Version 1.310709
AutoTools HTML Read function. First off, let's explain what this feature does. In a nutshell, it is a web scraping tool. In laymans terms, it is a feature to retrieve just the contents you want from a webpage, say an image or the current playing song on your favorite radio show.
Now let's go through the menus to explain what each bit does. At least that way, you become a little more familiar with what it has to offer.

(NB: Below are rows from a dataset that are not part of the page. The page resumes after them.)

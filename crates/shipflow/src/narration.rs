//! Terminal output for a deployment run

use colored::Colorize;
use shipflow_build::StepProgress;
use shipflow_core::{DeploymentError, PipelineObserver, Step};
use std::sync::Mutex;

/// Prints one header per step and the message each service returns.
///
/// Waiting for the database shows a spinner instead of a header; the build
/// streams its own output, so it gets a plain header.
#[derive(Default)]
pub struct TerminalObserver {
    spinner: Mutex<Option<StepProgress>>,
}

impl TerminalObserver {
    pub fn new() -> Self {
        Self::default()
    }

    fn take_spinner(&self) -> Option<StepProgress> {
        self.spinner.lock().ok().and_then(|mut slot| slot.take())
    }
}

fn header(step: Step) -> String {
    format!("[{}/{}] {}", step.number(), Step::ALL.len(), step.title())
}

impl PipelineObserver for TerminalObserver {
    fn step_started(&self, step: Step) {
        println!();
        if step == Step::ResolveDatabaseUrl {
            let spinner = StepProgress::new(&header(step));
            if let Ok(mut slot) = self.spinner.lock() {
                *slot = Some(spinner);
            }
        } else {
            println!("{}", header(step).blue().bold());
        }
    }

    fn step_succeeded(&self, step: Step, message: Option<&str>) {
        if let Some(spinner) = self.take_spinner() {
            spinner.finish_success(&header(step));
        }
        if let Some(message) = message {
            println!("  {} {}", "✓".green(), message);
        }
    }

    fn step_failed(&self, step: Step, error: &DeploymentError) {
        if let Some(spinner) = self.take_spinner() {
            spinner.finish_error(&error.to_string());
        }
        eprintln!("  {} {}", "✗".red(), step.title().red());
    }
}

Either the URL of the webpage containing the information, a file on your local storage or a variable containing HTML. If it is a URL from a webpage, it will need to be the exact URL as you see in a web browser. Some sites require authentication, which can be either authenticated using the Authenticate feature (explained below) or if the site supports BASIC Auth in the form of https://user:password@website/url/page.php for example. Any page that delivers HTML as it's response can be used (whether the page ends with .html .php .js .cgi etc).
This is where things get complex, both to learn and to explain. Using a specific syntax called JSOUP, it allows us to easily search for specific tags, elements, ids and classes within a web page. When you do Easy Setup, you will notice how this box becomes filled. Understanding HTML is really important here, you do not have to an expert web developer, but ability to be able to understand some of it will greatly help.
The querying is done using JSOUP Selector; https://jsoup.org/apidocs/org/jsoup/select/Selector.html
Our CSS Queries could end up becoming very long and daunting to look at. In turn, the variables AutoTools will generate may be equally as long and daunting. Using this area, we can use whatever name we want for these Queries. So say we have one large search Query, div.image-box img()=:=src, we can set a name here for images and have a simple Array called %images() to use instead. If we are doing multiple search, comma separated, simply give the variables an equal amount of comma separated names.
If you don't want an Array and instead have your data within a singular variable, set this field and the entries from the array will become a variable instead. Each entry will then be separated by whatever character you use here. Most commonly, the comma is used.
Instead of just pulling the information you want, this pulls the entire HTML code. This can be handy to retrieve the source code of a page to paste into / share with a Text editor for viewing.
Some websites depend on JavaScript to deliver their content. Sometimes it will be impossible to get the data you want without setting this option. Fortunately you wont need to know JavaScript to use this feature, it simply allows AutoTools to render the page properly so you can extract the data you want.
Wait this amount of time (in milliseconds) after loading the page to wait to allow JavaScript to render content. Useful on sites that either take a while to load or render data after the rest of the page has loaded. An ideal time for most sites is 2000 (2 seconds).
Depending on which version of a webpage you wish to view, you may want to select Request Desktop Site in order to load the “full” version of the page. However, sometimes the mobile version only has the information. This setting allows you to choose which version of the page you want extract from.
Used to authenticate into some websites, so that extraction can work on sites requiring a login. It may be useful to set “Remember me” on the login page of the service that you use when Authenticating via AutoTools, else you may need to authenticate again before being able to extract at a later time. AutoTools (like your browser will), uses cookies to perform the login later.